Tonight was a turning point for me, I surprised and disappointed myself, I used the ultimate ridiculous threat.
Twin boy and I had a falling out. He was so naughty that I couldn’t even shout. In fact I went to the other extreme and used my super quiet growl, the one that sets the dogs hair on edge.
In fact my choices were use the growl or attempt a Homer and Bart moment. Because of the laws around choking your child in the UK I found the growl more appropriate for the occasion however I think Homer’s infamous choking hold may have offered me more satisfaction.
(Again its a crime to do it people but not to think it!)
But do you know even the super scary mum growl is completely ineffective against twin boy. He just doesn’t care about getting into trouble. As I crouched down on his level (just as Jo Jo says to) explaining why his behaviour (not him just his sodding behaviour) was bang out of order he merely grinned like an imp and swung his hips whilst trying to turn his jumper into Batman’s cape.

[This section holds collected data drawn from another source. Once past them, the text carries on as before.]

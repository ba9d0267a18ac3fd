use crate::{
    document::{DocumentKind, UNKNOWN_PAGES},
    error::{IngestError, PathError},
};
use regex::Regex;
use std::collections::HashSet;
use std::fs::File;
use std::io::Read;
use std::path::Path;
use std::sync::LazyLock;
use tracing::debug;
use zip::{result::ZipError, ZipArchive};

pub(crate) type PackageCounter = fn(&mut ZipArchive<File>, &Path) -> Result<i64, IngestError>;

const APP_PROPERTIES_PART: &str = "docProps/app.xml";
const PRESENTATION_PART: &str = "ppt/presentation.xml";

const OFFICE_DOCUMENT_REL: &str = "/relationships/officeDocument";
const EXTENDED_PROPERTIES_REL: &str = "/relationships/extended-properties";
const SLIDE_REL: &str = "/relationships/slide";

static SLIDE_PART: LazyLock<Regex> =
    LazyLock::new(|| Regex::new(r"^ppt/slides/slide\d+\.xml$").expect("static regex"));

static PAGES_ELEMENT: LazyLock<Regex> = LazyLock::new(|| {
    Regex::new(r"<(?:\w+:)?Pages>\s*([^<]*?)\s*</(?:\w+:)?Pages>").expect("static regex")
});

static RELATIONSHIP_ELEMENT: LazyLock<Regex> =
    LazyLock::new(|| Regex::new(r"<(?:\w+:)?Relationship\b([^>]*)>").expect("static regex"));

static XML_ATTRIBUTE: LazyLock<Regex> = LazyLock::new(|| {
    Regex::new(r#"([\w:]+)\s*=\s*(?:"([^"]*)"|'([^']*)')"#).expect("static regex")
});

/// Page (or slide) count for `path` without starting a converter.
///
/// Legacy binary containers are never opened and report [`UNKNOWN_PAGES`].
/// Package containers are opened read-only and closed before returning.
pub fn count(path: &Path, kind: DocumentKind) -> Result<i64, IngestError> {
    let profile = kind.profile();
    if !profile.is_package(path) {
        debug!("legacy container, page count unknown: {}", path.display());
        return Ok(UNKNOWN_PAGES);
    }

    let mut archive = open_package(path)?;
    (profile.count_pages)(&mut archive, path)
}

fn open_package(path: &Path) -> Result<ZipArchive<File>, IngestError> {
    let file = File::open(path).map_err(|e| PathError::from_io(path, e))?;
    ZipArchive::new(file).map_err(|source| IngestError::InvalidPackage {
        path: path.to_path_buf(),
        source,
    })
}

/// Counts the slides the presentation part links to. Packages without a
/// presentation relationships part fall back to the conventional slide names.
pub(crate) fn count_slides(archive: &mut ZipArchive<File>, path: &Path) -> Result<i64, IngestError> {
    let presentation = related_part(archive, path, "", OFFICE_DOCUMENT_REL)?
        .unwrap_or_else(|| PRESENTATION_PART.to_string());

    let Some(rels) = read_part(archive, path, &rels_part_for(&presentation))? else {
        debug!("no presentation relationships in {}", path.display());
        let slides = archive
            .file_names()
            .filter(|name| SLIDE_PART.is_match(name))
            .count();
        return Ok(slides as i64);
    };

    let parts: HashSet<&str> = archive.file_names().collect();
    let slides = relationships(&rels)
        .into_iter()
        .filter(|rel| !rel.external && rel.rel_type.ends_with(SLIDE_REL))
        .map(|rel| resolve_target(&presentation, &rel.target))
        .filter(|part| parts.contains(part.as_str()))
        .count();
    Ok(slides as i64)
}

/// Trusts the page count stored in the extended properties part; a missing
/// or unreadable value counts as zero.
pub(crate) fn count_word_pages(
    archive: &mut ZipArchive<File>,
    path: &Path,
) -> Result<i64, IngestError> {
    let part = related_part(archive, path, "", EXTENDED_PROPERTIES_REL)?
        .filter(|part| archive.file_names().any(|name| name == part))
        .unwrap_or_else(|| APP_PROPERTIES_PART.to_string());

    let Some(xml) = read_part(archive, path, &part)? else {
        return Ok(0);
    };
    Ok(parse_declared_pages(&xml).unwrap_or(0))
}

/// `None` when the part is absent or not readable text.
fn read_part(
    archive: &mut ZipArchive<File>,
    path: &Path,
    name: &str,
) -> Result<Option<String>, IngestError> {
    let mut part = match archive.by_name(name) {
        Ok(part) => part,
        Err(ZipError::FileNotFound) => return Ok(None),
        Err(source) => {
            return Err(IngestError::InvalidPackage {
                path: path.to_path_buf(),
                source,
            });
        }
    };
    let mut xml = String::new();
    if part.read_to_string(&mut xml).is_err() {
        debug!("unreadable part {name} in {}", path.display());
        return Ok(None);
    }
    Ok(Some(xml))
}

#[derive(Debug, PartialEq, Eq)]
struct Relationship {
    rel_type: String,
    target: String,
    external: bool,
}

fn relationships(xml: &str) -> Vec<Relationship> {
    RELATIONSHIP_ELEMENT
        .captures_iter(xml)
        .filter_map(|caps| {
            let mut rel_type = None;
            let mut target = None;
            let mut external = false;
            for attr in XML_ATTRIBUTE.captures_iter(caps.get(1)?.as_str()) {
                let value = attr.get(2).or_else(|| attr.get(3))?.as_str();
                match &attr[1] {
                    "Type" => rel_type = Some(value.to_string()),
                    "Target" => target = Some(value.to_string()),
                    "TargetMode" => external = value == "External",
                    _ => {}
                }
            }
            Some(Relationship {
                rel_type: rel_type?,
                target: target?,
                external,
            })
        })
        .collect()
}

/// Target of the first internal relationship of `rel_suffix` type owned by
/// `source_part` (`""` is the package root).
fn related_part(
    archive: &mut ZipArchive<File>,
    path: &Path,
    source_part: &str,
    rel_suffix: &str,
) -> Result<Option<String>, IngestError> {
    let Some(rels) = read_part(archive, path, &rels_part_for(source_part))? else {
        return Ok(None);
    };
    Ok(relationships(&rels)
        .into_iter()
        .find(|rel| !rel.external && rel.rel_type.ends_with(rel_suffix))
        .map(|rel| resolve_target(source_part, &rel.target)))
}

/// `dir/name` -> `dir/_rels/name.rels`; the package root maps to `_rels/.rels`.
fn rels_part_for(part: &str) -> String {
    match part.rsplit_once('/') {
        Some((dir, name)) => format!("{dir}/_rels/{name}.rels"),
        None => format!("_rels/{part}.rels"),
    }
}

/// Resolves a relationship target against the directory of its source part.
fn resolve_target(source_part: &str, target: &str) -> String {
    let base = match target.strip_prefix('/') {
        Some(_) => "",
        None => source_part.rsplit_once('/').map(|(dir, _)| dir).unwrap_or(""),
    };
    let mut segments: Vec<&str> = Vec::new();
    for seg in base.split('/').chain(target.trim_start_matches('/').split('/')) {
        match seg {
            "" | "." => {}
            ".." => {
                segments.pop();
            }
            seg => segments.push(seg),
        }
    }
    segments.join("/")
}

fn parse_declared_pages(xml: &str) -> Option<i64> {
    let caps = PAGES_ELEMENT.captures(xml)?;
    caps.get(1)?.as_str().parse::<u32>().ok().map(i64::from)
}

“Sorry mum”. I heard from somewhere inside his top, in a voice that clearly wanted to say “am only sorry I got caught and let’s speed up the telling off bit as twin girl is pretending to be The Joker downstairs and I need to zap her with my supercool invisible gun.”
“It’s not good enough.” I retorted trying to extract his head through an arm hole.
But he’d gone, in the few short seconds I had lost eye contact twin boy had forgotten what had made me so cross and instead he was off in his own fantasy land fighting baddy mummies who wouldn’t let him play.
However I have lost my childhood ability to pop off to Neverneverland at a moments notice and was still bloody furious; so I began to list my punishments, intending originally to only issue one but since my clever clogs five-year old had an answer for everything I decided to add a few more.
“No scooter for a week.” Me
“You said it would rain anyway” TB
“No watching Batman for a month.” Me
“I’m Batman I don’t need to watch me, zap zap baddy mummy.” TB
“Fine, no chocolate for a year.” Me in a slightly high pitched tone
“Don’t like chocolate anyway I’ll have sweets.” TB in a normal I don’t care what you say voice.
“Fine, I am telling your father what you did.” Me
Silence broken by wails of remorse and full begging on his knees for me to keep his naughtiness a secret!
Well I don’t get it. Firstly how have I run out of decent punishments so that I have had to play the dad card and secondly when did he who helped create them turn into something to fear?
I want to be feared!
I get laughed at and mocked and zapped by a supercool invisible gun. He who helped create them has done nothing to earn this reputation, I have put hours of practice into my different shouts and growls, and it seems I am merely a spectre of ridicule; not even fit to play a real Batman baddy. But he who helped create them he gets star billing. He is the equivalent of Voldemort to Harry, Darth to Luke, Robbie Rotten to that pink haired chick.
Note to self: must try harder
Second note to self: use the line ‘just waits till your father gets home with caution, don’t over use it, it seems to bloody well work!’